---------- RECORD EXTRACTS ----------
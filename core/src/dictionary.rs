//! Term dictionary: the set of distinct terms currently referenced by some posting.

use crate::index::TermRecord;
use crate::persist::{decode, decode_key, encode, OrAbort, Store, Tx, TxResult};
use crate::postings;
use crate::{Result, Term};

/// Insert `term` with its character length unless it is already present.
/// Returns whether a new term was created.
pub fn ensure_term(tx: &Tx<'_>, term: &str) -> TxResult<bool> {
    if tx.terms.get(term.as_bytes())?.is_some() {
        return Ok(false);
    }
    let record = TermRecord { num_chars: term.chars().count() as u32 };
    tx.terms.insert(term.as_bytes(), encode(&record).or_abort()?)?;
    Ok(true)
}

/// Delete `term` if no posting in any document still refers to it.
/// Returns whether the term was removed.
pub fn remove_term_if_orphaned(tx: &Tx<'_>, term: &str) -> TxResult<bool> {
    if postings::exists_for_term(tx, term)? {
        return Ok(false);
    }
    Ok(tx.terms.remove(term.as_bytes())?.is_some())
}

pub fn contains_term(tx: &Tx<'_>, term: &str) -> TxResult<bool> {
    Ok(tx.terms.get(term.as_bytes())?.is_some())
}

pub fn get_term(store: &Store, term: &str) -> Result<Option<Term>> {
    match store.terms.get(term.as_bytes())? {
        Some(raw) => {
            let record: TermRecord = decode(&raw)?;
            Ok(Some(Term { text: term.to_string(), num_chars: record.num_chars }))
        }
        None => Ok(None),
    }
}

/// All terms in ascending byte order.
pub fn list_terms(store: &Store) -> Result<Vec<Term>> {
    let mut out = Vec::new();
    for item in store.terms.iter() {
        let (key, raw) = item?;
        let record: TermRecord = decode(&raw)?;
        out.push(Term { text: decode_key(&key)?, num_chars: record.num_chars });
    }
    Ok(out)
}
----------
ACTIVITY
If a line in the listing has "whether" in it, report that line.

WRITTEN SOLUTION
/// Returns whether a new term was created.
/// Returns whether the term was removed.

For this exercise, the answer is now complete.